---------- Excerpted records ----------
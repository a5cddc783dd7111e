//! Core configuration types and loading.

use serde::Deserialize;
use std::path::Path;
use thiserror::Error;

use super::validation::validate;
use super::{AutoTriggerConfig, CardsConfig, FlowRateConfig, IrcConfig, ValidationError};

/// Configuration errors.
#[derive(Debug, Error)]
pub enum ConfigError {
    #[error("failed to read config file: {0}")]
    Io(#[from] std::io::Error),
    #[error("failed to parse config: {0}")]
    Parse(#[from] toml::de::Error),
    #[error("invalid config: {}", format_errors(.0))]
    Invalid(Vec<ValidationError>),
}

fn format_errors(errors: &[ValidationError]) -> String {
    errors
        .iter()
        .map(ToString::to_string)
        .collect::<Vec<_>>()
        .join("; ")
}

/// Bot configuration.
#[derive(Debug, Clone, Deserialize)]
pub struct Config {
    /// Server connection and identity.
    pub irc: IrcConfig,
    /// Card data and lookup behaviour.
    pub cards: CardsConfig,
    /// Implicit card-mention detection.
    #[serde(default)]
    pub auto_trigger: AutoTriggerConfig,
    /// Per-sender flood control.
    #[serde(default)]
    pub flow_rate: FlowRateConfig,
}

impl Config {
    /// Load and validate configuration from a TOML file.
    pub fn load<P: AsRef<Path>>(path: P) -> Result<Self, ConfigError> {
        let content = std::fs::read_to_string(path)?;
        Self::from_toml(&content)
    }

    /// Parse and validate configuration from TOML text.
    pub fn from_toml(content: &str) -> Result<Self, ConfigError> {
        let config: Config = toml::from_str(content)?;
        validate(&config).map_err(ConfigError::Invalid)?;
        Ok(config)
    }
}

#[cfg(test)]
mod tests {
    use super::*;
    use std::io::Write;

    const MINIMAL: &str = r##"
        [irc]
        host = "irc.example.net"
        nick = "hsbot"
        channels = ["#hearthstone"]

        [cards]
        source = "cardxml0.unity3d"
    "##;

    #[test]
    fn minimal_config_fills_defaults() {
        let config = Config::from_toml(MINIMAL).unwrap();
        assert_eq!(config.irc.port, 6667);
        assert_eq!(config.irc.username(), "hsbot");
        assert_eq!(config.cards.command_prefix, "!card ");
        assert_eq!(config.cards.language, "enUS");
        assert_eq!(config.auto_trigger.threshold_percent, 0);
        assert_eq!(config.flow_rate.max_messages, 3);
    }

    #[test]
    fn load_reads_file() {
        let mut file = tempfile::NamedTempFile::new().unwrap();
        file.write_all(MINIMAL.as_bytes()).unwrap();
        let config = Config::load(file.path()).unwrap();
        assert_eq!(config.irc.host, "irc.example.net");
    }

    #[test]
    fn missing_file_is_io_error() {
        let err = Config::load("/definitely/not/here.toml").unwrap_err();
        assert!(matches!(err, ConfigError::Io(_)));
    }

    #[test]
    fn bad_toml_is_parse_error() {
        let err = Config::from_toml("[irc\nhost=").unwrap_err();
        assert!(matches!(err, ConfigError::Parse(_)));
    }

    #[test]
    fn invalid_values_are_reported_together() {
        let toml = MINIMAL.replace("nick = \"hsbot\"", "nick = \"\"")
            + "\n[auto_trigger]\nthreshold_percent = 150\n";
        let err = Config::from_toml(&toml).unwrap_err();
        let ConfigError::Invalid(errors) = err else {
            panic!("expected validation failure");
        };
        assert_eq!(errors.len(), 2);
    }
}
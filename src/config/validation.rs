//! Configuration validation.
//!
//! Validates configuration at startup to catch common errors early.

use super::Config;
use thiserror::Error;

/// Validation errors for configuration.
#[derive(Debug, Error)]
pub enum ValidationError {
    #[error("irc.host is required")]
    MissingHost,
    #[error("irc.nick is required")]
    MissingNick,
    #[error("cards.command_prefix must not be empty")]
    EmptyCommandPrefix,
    #[error("cards.inline_pattern is not a valid regex: {0}")]
    InvalidInlinePattern(String),
    #[error("cards.inline_pattern needs one capture group")]
    InlinePatternWithoutGroup,
    #[error("cards.{0} must be within 0.0..=1.0, got {1}")]
    ScoreOutOfRange(&'static str, f64),
    #[error("auto_trigger.threshold_percent must be at most 100, got {0}")]
    ThresholdOutOfRange(u8),
    #[error("flow_rate.max_messages must be at least 1")]
    ZeroFlowRate,
    #[error("irc.timeout_seconds must be at least 1")]
    ZeroTimeout,
    #[error("cards.reload_poll_seconds must be at least 1")]
    ZeroPollInterval,
}

/// Validate a configuration, returning all errors found.
pub fn validate(config: &Config) -> Result<(), Vec<ValidationError>> {
    let mut errors = Vec::new();

    if config.irc.host.trim().is_empty() {
        errors.push(ValidationError::MissingHost);
    }
    if config.irc.nick.trim().is_empty() {
        errors.push(ValidationError::MissingNick);
    }
    // Both drive tokio intervals, which reject a zero period.
    if config.irc.timeout_seconds == 0 {
        errors.push(ValidationError::ZeroTimeout);
    }
    if config.cards.reload_poll_seconds == 0 {
        errors.push(ValidationError::ZeroPollInterval);
    }

    let cards = &config.cards;
    if cards.command_prefix.trim().is_empty() {
        errors.push(ValidationError::EmptyCommandPrefix);
    }
    match regex::Regex::new(&cards.inline_pattern) {
        Ok(re) if re.captures_len() < 2 => {
            errors.push(ValidationError::InlinePatternWithoutGroup);
        }
        Ok(_) => {}
        Err(e) => errors.push(ValidationError::InvalidInlinePattern(e.to_string())),
    }
    for (name, value) in [
        ("high_confidence", cards.high_confidence),
        ("min_match", cards.min_match),
    ] {
        if !(0.0..=1.0).contains(&value) {
            errors.push(ValidationError::ScoreOutOfRange(name, value));
        }
    }

    if config.auto_trigger.threshold_percent > 100 {
        errors.push(ValidationError::ThresholdOutOfRange(
            config.auto_trigger.threshold_percent,
        ));
    }
    if config.flow_rate.max_messages == 0 {
        errors.push(ValidationError::ZeroFlowRate);
    }

    if errors.is_empty() { Ok(()) } else { Err(errors) }
}

#[cfg(test)]
mod tests {
    use super::*;

    fn base() -> Config {
        toml::from_str(
            r#"
            [irc]
            host = "irc.example.net"
            nick = "hsbot"
            [cards]
            source = "x"
            "#,
        )
        .unwrap()
    }

    #[test]
    fn defaults_are_valid() {
        assert!(validate(&base()).is_ok());
    }

    #[test]
    fn pattern_without_group_is_rejected() {
        let mut config = base();
        config.cards.inline_pattern = r"\[[^\]]+\]".to_string();
        let errors = validate(&config).unwrap_err();
        assert!(matches!(errors[0], ValidationError::InlinePatternWithoutGroup));
    }

    #[test]
    fn broken_pattern_is_rejected() {
        let mut config = base();
        config.cards.inline_pattern = "([".to_string();
        let errors = validate(&config).unwrap_err();
        assert!(matches!(errors[0], ValidationError::InvalidInlinePattern(_)));
    }

    #[test]
    fn scores_must_be_fractions() {
        let mut config = base();
        config.cards.high_confidence = 75.0;
        config.flow_rate.max_messages = 0;
        let errors = validate(&config).unwrap_err();
        assert_eq!(errors.len(), 2);
    }

    #[test]
    fn zero_timeout_is_rejected() {
        let mut config = base();
        config.irc.timeout_seconds = 0;
        let errors = validate(&config).unwrap_err();
        assert_eq!(errors.len(), 1);
        assert!(matches!(errors[0], ValidationError::ZeroTimeout));
    }

    #[test]
    fn zero_poll_interval_is_rejected() {
        let mut config = base();
        config.cards.reload_poll_seconds = 0;
        let errors = validate(&config).unwrap_err();
        assert_eq!(errors.len(), 1);
        assert!(matches!(errors[0], ValidationError::ZeroPollInterval));
    }
}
----------
Required action:
Exactly as shown above, return every record.

Response box:
repository a5cddc783dd7111e
//! Core configuration types and loading.

use serde::Deserialize;
use std::path::Path;
use thiserror::Error;

use super::validation::validate;
use super::{AutoTriggerConfig, CardsConfig, FlowRateConfig, IrcConfig, ValidationError};

/// Configuration errors.
#[derive(Debug, Error)]
pub enum ConfigError {
    #[error("failed to read config file: {0}")]
    Io(#[from] std::io::Error),
    #[error("failed to parse config: {0}")]
    Parse(#[from] toml::de::Error),
    #[error("invalid config: {}", format_errors(.0))]
    Invalid(Vec<ValidationError>),
}

fn format_errors(errors: &[ValidationError]) -> String {
    errors
        .iter()
        .map(ToString::to_string)
        .collect::<Vec<_>>()
        .join("; ")
}

/// Bot configuration.
#[derive(Debug, Clone, Deserialize)]
pub struct Config {
    /// Server connection and identity.
    pub irc: IrcConfig,
    /// Card data and lookup behaviour.
    pub cards: CardsConfig,
    /// Implicit card-mention detection.
    #[serde(default)]
    pub auto_trigger: AutoTriggerConfig,
    /// Per-sender flood control.
    #[serde(default)]
    pub flow_rate: FlowRateConfig,
}

impl Config {
    /// Load and validate configuration from a TOML file.
    pub fn load<P: AsRef<Path>>(path: P) -> Result<Self, ConfigError> {
        let content = std::fs::read_to_string(path)?;
        Self::from_toml(&content)
    }

    /// Parse and validate configuration from TOML text.
    pub fn from_toml(content: &str) -> Result<Self, ConfigError> {
        let config: Config = toml::from_str(content)?;
        validate(&config).map_err(ConfigError::Invalid)?;
        Ok(config)
    }
}

#[cfg(test)]
mod tests {
    use super::*;
    use std::io::Write;

    const MINIMAL: &str = r##"
        [irc]
        host = "irc.example.net"
        nick = "hsbot"
        channels = ["#hearthstone"]

        [cards]
        source = "cardxml0.unity3d"
    "##;

    #[test]
    fn minimal_config_fills_defaults() {
        let config = Config::from_toml(MINIMAL).unwrap();
        assert_eq!(config.irc.port, 6667);
        assert_eq!(config.irc.username(), "hsbot");
        assert_eq!(config.cards.command_prefix, "!card ");
        assert_eq!(config.cards.language, "enUS");
        assert_eq!(config.auto_trigger.threshold_percent, 0);
        assert_eq!(config.flow_rate.max_messages, 3);
    }

    #[test]
    fn load_reads_file() {
        let mut file = tempfile::NamedTempFile::new().unwrap();
        file.write_all(MINIMAL.as_bytes()).unwrap();
        let config = Config::load(file.path()).unwrap();
        assert_eq!(config.irc.host, "irc.example.net");
    }

    #[test]
    fn missing_file_is_io_error() {
        let err = Config::load("/definitely/not/here.toml").unwrap_err();
        assert!(matches!(err, ConfigError::Io(_)));
    }

    #[test]
    fn bad_toml_is_parse_error() {
        let err = Config::from_toml("[irc\nhost=").unwrap_err();
        assert!(matches!(err, ConfigError::Parse(_)));
    }

    #[test]
    fn invalid_values_are_reported_together() {
        let toml = MINIMAL.replace("nick = \"hsbot\"", "nick = \"\"")
            + "\n[auto_trigger]\nthreshold_percent = 150\n";
        let err = Config::from_toml(&toml).unwrap_err();
        let ConfigError::Invalid(errors) = err else {
            panic!("expected validation failure");
        };
        assert_eq!(errors.len(), 2);
    }
}
filename src/config/validation.rs
//! Configuration validation.
//!
//! Validates configuration at startup to catch common errors early.

use super::Config;
use thiserror::Error;

/// Validation errors for configuration.
#[derive(Debug, Error)]
pub enum ValidationError {
    #[error("irc.host is required")]
    MissingHost,
    #[error("irc.nick is required")]
    MissingNick,
    #[error("cards.command_prefix must not be empty")]
    EmptyCommandPrefix,
    #[error("cards.inline_pattern is not a valid regex: {0}")]
    InvalidInlinePattern(String),
    #[error("cards.inline_pattern needs one capture group")]
    InlinePatternWithoutGroup,
    #[error("cards.{0} must be within 0.0..=1.0, got {1}")]
    ScoreOutOfRange(&'static str, f64),
    #[error("auto_trigger.threshold_percent must be at most 100, got {0}")]
    ThresholdOutOfRange(u8),
    #[error("flow_rate.max_messages must be at least 1")]
    ZeroFlowRate,
    #[error("irc.timeout_seconds must be at least 1")]
    ZeroTimeout,
    #[error("cards.reload_poll_seconds must be at least 1")]
    ZeroPollInterval,
}

/// Validate a configuration, returning all errors found.
pub fn validate(config: &Config) -> Result<(), Vec<ValidationError>> {
    let mut errors = Vec::new();

    if config.irc.host.trim().is_empty() {
        errors.push(ValidationError::MissingHost);
    }
    if config.irc.nick.trim().is_empty() {
        errors.push(ValidationError::MissingNick);
    }
    // Both drive tokio intervals, which reject a zero period.
    if config.irc.timeout_seconds == 0 {
        errors.push(ValidationError::ZeroTimeout);
    }
    if config.cards.reload_poll_seconds == 0 {
        errors.push(ValidationError::ZeroPollInterval);
    }

    let cards = &config.cards;
    if cards.command_prefix.trim().is_empty() {
        errors.push(ValidationError::EmptyCommandPrefix);
    }
    match regex::Regex::new(&cards.inline_pattern) {
        Ok(re) if re.captures_len() < 2 => {
            errors.push(ValidationError::InlinePatternWithoutGroup);
        }
        Ok(_) => {}
        Err(e) => errors.push(ValidationError::InvalidInlinePattern(e.to_string())),
    }
    for (name, value) in [
        ("high_confidence", cards.high_confidence),
        ("min_match", cards.min_match),
    ] {
        if !(0.0..=1.0).contains(&value) {
            errors.push(ValidationError::ScoreOutOfRange(name, value));
        }
    }

    if config.auto_trigger.threshold_percent > 100 {
        errors.push(ValidationError::ThresholdOutOfRange(
            config.auto_trigger.threshold_percent,
        ));
    }
    if config.flow_rate.max_messages == 0 {
        errors.push(ValidationError::ZeroFlowRate);
    }

    if errors.is_empty() { Ok(()) } else { Err(errors) }
}

#[cfg(test)]
mod tests {
    use super::*;

    fn base() -> Config {
        toml::from_str(
            r#"
            [irc]
            host = "irc.example.net"
            nick = "hsbot"
            [cards]
            source = "x"
            "#,
        )
        .unwrap()
    }

    #[test]
    fn defaults_are_valid() {
        assert!(validate(&base()).is_ok());
    }

    #[test]
    fn pattern_without_group_is_rejected() {
        let mut config = base();
        config.cards.inline_pattern = r"\[[^\]]+\]".to_string();
        let errors = validate(&config).unwrap_err();
        assert!(matches!(errors[0], ValidationError::InlinePatternWithoutGroup));
    }

    #[test]
    fn broken_pattern_is_rejected() {
        let mut config = base();
        config.cards.inline_pattern = "([".to_string();
        let errors = validate(&config).unwrap_err();
        assert!(matches!(errors[0], ValidationError::InvalidInlinePattern(_)));
    }

    #[test]
    fn scores_must_be_fractions() {
        let mut config = base();
        config.cards.high_confidence = 75.0;
        config.flow_rate.max_messages = 0;
        let errors = validate(&config).unwrap_err();
        assert_eq!(errors.len(), 2);
    }

    #[test]
    fn zero_timeout_is_rejected() {
        let mut config = base();
        config.irc.timeout_seconds = 0;
        let errors = validate(&config).unwrap_err();
        assert_eq!(errors.len(), 1);
        assert!(matches!(errors[0], ValidationError::ZeroTimeout));
    }

    #[test]
    fn zero_poll_interval_is_rejected() {
        let mut config = base();
        config.cards.reload_poll_seconds = 0;
        let errors = validate(&config).unwrap_err();
        assert_eq!(errors.len(), 1);
        assert!(matches!(errors[0], ValidationError::ZeroPollInterval));
    }
}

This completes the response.